Tuesday, September 2, 2014

A look in the mirror of time.

Often, too often in fact, I find myself looking back on a particular period of my life and wondering where "it" all went wrong.  I sit back and chastise myself repeatedly making poor decisions, and I relentlessly pummel my  inadequate planning.  It generally starts off as a simple look into my past.  I begin a walk down memory lane and suddenly it all comes back.  I'm in a situation, and I get to watch myself from a third person viewpoint.  I sit back and watch my past as a normal person watches a horror movie. 

    "No dummy!  Don't do it!" I say to myself,  sometimes loudly.
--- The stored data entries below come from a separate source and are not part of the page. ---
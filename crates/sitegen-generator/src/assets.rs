//! Static asset copying.

use std::{
    fs,
    path::{Path, PathBuf},
};

use thiserror::Error;
use tracing::debug;

/// Asset processing errors.
#[derive(Debug, Error)]
pub enum AssetError {
    /// Copy failed.
    #[error("failed to copy {} to {}: {source}", from.display(), to.display())]
    Copy {
        from: PathBuf,
        to: PathBuf,
        #[source]
        source: std::io::Error,
    },
}

/// Result type for asset operations.
pub type Result<T> = std::result::Result<T, AssetError>;

/// Copy `source` to `dest` byte for byte, creating parent directories.
///
/// Returns the number of bytes copied.
pub fn copy_asset(source: &Path, dest: &Path) -> Result<u64> {
    let copy = || -> std::io::Result<u64> {
        if let Some(parent) = dest.parent() {
            fs::create_dir_all(parent)?;
        }
        fs::copy(source, dest)
    };

    let bytes = copy().map_err(|source_err| AssetError::Copy {
        from: source.to_path_buf(),
        to: dest.to_path_buf(),
        source: source_err,
    })?;

    debug!(from = %source.display(), to = %dest.display(), bytes, "copied asset");
    Ok(bytes)
}
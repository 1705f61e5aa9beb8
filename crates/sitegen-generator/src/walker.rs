//! Content tree traversal.
//!
//! Yields every regular file below a root, depth-first. Inside each
//! directory all files come before any subdirectory is entered, and entries
//! are ordered by name so repeated walks see the same sequence.

use std::{cmp::Ordering, path::PathBuf};

use thiserror::Error;
use walkdir::{DirEntry, WalkDir};

/// Walk errors.
#[derive(Debug, Error)]
pub enum WalkError {
    /// The root or one of its descendants could not be read.
    #[error("failed to walk {}: {source}", path.display())]
    Read {
        path: PathBuf,
        #[source]
        source: walkdir::Error,
    },
}

impl From<walkdir::Error> for WalkError {
    fn from(source: walkdir::Error) -> Self {
        Self::Read {
            path: source.path().map(PathBuf::from).unwrap_or_default(),
            source,
        }
    }
}

/// Result type for walk operations.
pub type Result<T> = std::result::Result<T, WalkError>;

/// Lazily list all files under `root`.
///
/// Symlinks are not followed. A missing or unreadable root surfaces as the
/// first item of the iterator.
pub fn walk_files(root: impl Into<PathBuf>) -> impl Iterator<Item = Result<PathBuf>> {
    WalkDir::new(root.into())
        .min_depth(1)
        .follow_links(false)
        .sort_by(files_first)
        .into_iter()
        .filter_map(|entry| match entry {
            Ok(entry) if entry.file_type().is_file() => Some(Ok(entry.into_path())),
            Ok(_) => None,
            Err(e) => Some(Err(e.into())),
        })
}

fn files_first(a: &DirEntry, b: &DirEntry) -> Ordering {
    a.file_type()
        .is_dir()
        .cmp(&b.file_type().is_dir())
        .then_with(|| a.file_name().cmp(b.file_name()))
}
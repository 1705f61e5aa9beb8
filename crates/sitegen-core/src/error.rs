//! Error types for the sitegen core library.

use std::path::PathBuf;

use thiserror::Error;

/// Result type alias using `CoreError`.
pub type Result<T> = std::result::Result<T, CoreError>;

/// Core error types for sitegen.
#[derive(Error, Debug)]
pub enum CoreError {
    /// Configuration loading or validation error.
    #[error("Configuration error: {message}")]
    Config {
        message: String,
        #[source]
        source: Option<Box<dyn std::error::Error + Send + Sync>>,
    },

    /// Front matter block could not be parsed as TOML.
    #[error("Front matter error in {path}: {message}")]
    Frontmatter { path: PathBuf, message: String },

    /// Structured data file could not be parsed.
    #[error("Data file error in {path}: {message}")]
    Data { path: PathBuf, message: String },

    /// File system I/O error.
    #[error("IO error: {0}")]
    Io(#[from] std::io::Error),

    /// Generic configuration crate error.
    #[error("Config crate error: {0}")]
    ConfigCrate(#[from] config::ConfigError),
}

impl CoreError {
    /// Create a new configuration error with a message.
    pub fn config(message: impl Into<String>) -> Self {
        Self::Config {
            message: message.into(),
            source: None,
        }
    }

    /// Create a new configuration error with source.
    pub fn config_with_source(
        message: impl Into<String>,
        source: impl std::error::Error + Send + Sync + 'static,
    ) -> Self {
        Self::Config {
            message: message.into(),
            source: Some(Box::new(source)),
        }
    }

    /// Create a new front matter error.
    pub fn frontmatter(path: impl Into<PathBuf>, message: impl Into<String>) -> Self {
        Self::Frontmatter {
            path: path.into(),
            message: message.into(),
        }
    }

    /// Create a new data file error.
    pub fn data(path: impl Into<PathBuf>, message: impl Into<String>) -> Self {
        Self::Data {
            path: path.into(),
            message: message.into(),
        }
    }
}
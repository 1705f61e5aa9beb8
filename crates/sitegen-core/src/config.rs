//! Site configuration management.

use std::path::{Path, PathBuf};

use serde::{Deserialize, Serialize};

use crate::error::{CoreError, Result};

/// Name of the optional configuration file inside the site root.
pub const CONFIG_FILE: &str = "sitegen.toml";

/// Prefix for environment overrides (`SITEGEN__BUILD__SCHEME=http`).
pub const ENV_PREFIX: &str = "SITEGEN";

/// Main configuration structure for sitegen.
#[derive(Debug, Clone, PartialEq, Eq, Serialize, Deserialize)]
pub struct Config {
    /// Host used for absolute URLs (e.g., "example.com").
    pub domain: String,

    /// Directory holding the page templates.
    pub template_dir: PathBuf,

    /// Directory holding markdown and static content.
    pub content_dir: PathBuf,

    /// Directory the site is generated into. Wiped on every build.
    pub output_dir: PathBuf,

    /// Build settings.
    #[serde(default)]
    pub build: BuildConfig,
}

/// Build configuration.
#[derive(Debug, Clone, PartialEq, Eq, Serialize, Deserialize)]
pub struct BuildConfig {
    /// URL scheme for sitemap and robots links.
    #[serde(default = "default_scheme")]
    pub scheme: String,

    /// Extension of template files, without the dot.
    #[serde(default = "default_template_extension")]
    pub template_extension: String,

    /// Whether rendered pages are re-indented before writing.
    #[serde(default = "default_true")]
    pub pretty_html: bool,
}

fn default_scheme() -> String {
    "https".to_string()
}

fn default_template_extension() -> String {
    "html".to_string()
}

fn default_true() -> bool {
    true
}

impl Default for BuildConfig {
    fn default() -> Self {
        Self {
            scheme: default_scheme(),
            template_extension: default_template_extension(),
            pretty_html: true,
        }
    }
}

impl Config {
    /// Configuration for the conventional layout under `root`:
    /// `template/`, `content/` and `public/`.
    pub fn from_root(root: &Path, domain: impl Into<String>) -> Self {
        Self {
            domain: domain.into(),
            template_dir: root.join("template"),
            content_dir: root.join("content"),
            output_dir: root.join("public"),
            build: BuildConfig::default(),
        }
    }

    /// Load configuration for the site at `root`.
    ///
    /// Sources, later ones winning: the conventional layout, an optional
    /// `sitegen.toml` in `root`, `SITEGEN__*` environment variables, and
    /// finally `domain` when given. Relative directories are taken relative
    /// to `root`.
    pub fn load(root: &Path, domain: Option<&str>) -> Result<Self> {
        let defaults = Self::from_root(Path::new(""), "");
        let file = root.join(CONFIG_FILE);

        let mut builder = config::Config::builder()
            .set_default("domain", defaults.domain)?
            .set_default("template_dir", path_value(&defaults.template_dir))?
            .set_default("content_dir", path_value(&defaults.content_dir))?
            .set_default("output_dir", path_value(&defaults.output_dir))?
            .set_default("build.scheme", defaults.build.scheme)?
            .set_default(
                "build.template_extension",
                defaults.build.template_extension,
            )?
            .set_default("build.pretty_html", defaults.build.pretty_html)?;

        if file.exists() {
            tracing::debug!(path = %file.display(), "reading configuration file");
            builder = builder.add_source(config::File::from(file.as_path()));
        }

        builder = builder
            .add_source(
                config::Environment::with_prefix(ENV_PREFIX)
                    .separator("__")
                    .try_parsing(true),
            )
            .set_override_option("domain", domain.map(str::to_string))?;

        let mut config: Config = builder.build()?.try_deserialize().map_err(|e| {
            CoreError::config_with_source(
                format!("Failed to load configuration for {}", root.display()),
                e,
            )
        })?;

        config.resolve_paths(root);
        config.validate()?;
        Ok(config)
    }

    /// Validate the configuration.
    pub fn validate(&self) -> Result<()> {
        if self.domain.is_empty() {
            return Err(CoreError::config("domain cannot be empty"));
        }

        if self.domain.contains("://") {
            return Err(CoreError::config(format!(
                "domain must be a bare host, without a scheme: {}",
                self.domain
            )));
        }

        if self.domain.contains('/') {
            return Err(CoreError::config(format!(
                "domain must not contain a path: {}",
                self.domain
            )));
        }

        if self.build.scheme.is_empty() {
            return Err(CoreError::config("build.scheme cannot be empty"));
        }

        if self.build.template_extension.is_empty() {
            return Err(CoreError::config(
                "build.template_extension cannot be empty",
            ));
        }

        if self.output_dir.starts_with(&self.content_dir)
            || self.content_dir.starts_with(&self.output_dir)
        {
            return Err(CoreError::config(format!(
                "output_dir ({}) and content_dir ({}) must not contain each other",
                self.output_dir.display(),
                self.content_dir.display()
            )));
        }

        Ok(())
    }

    /// Join relative directories onto `root`.
    fn resolve_paths(&mut self, root: &Path) {
        for dir in [
            &mut self.template_dir,
            &mut self.content_dir,
            &mut self.output_dir,
        ] {
            if dir.is_relative() {
                *dir = root.join(&*dir);
            }
        }
    }

    /// Origin of the site, e.g. `https://example.com`.
    pub fn base_url(&self) -> String {
        format!("{}://{}", self.build.scheme, self.domain)
    }

    /// Get the full URL for a site-relative path.
    pub fn url_for(&self, path: &str) -> String {
        let path = path.trim_start_matches('/');
        format!("{}/{path}", self.base_url())
    }
}

fn path_value(path: &Path) -> String {
    path.to_string_lossy().into_owned()
}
    This type of reflection is very helpful for future decision making, but occasionally I find myself stuck in one specific memory.  It may take days or weeks to properly move past, or it may take as much as years.  Ive developed some psychological tools to help myself recently, and this blog is dedicated to passing them on to other people who may find them helpful.  I am certain that I am crazy, but I am also certain that I am not the only person who reflects internally and occasionally becomes stuck. 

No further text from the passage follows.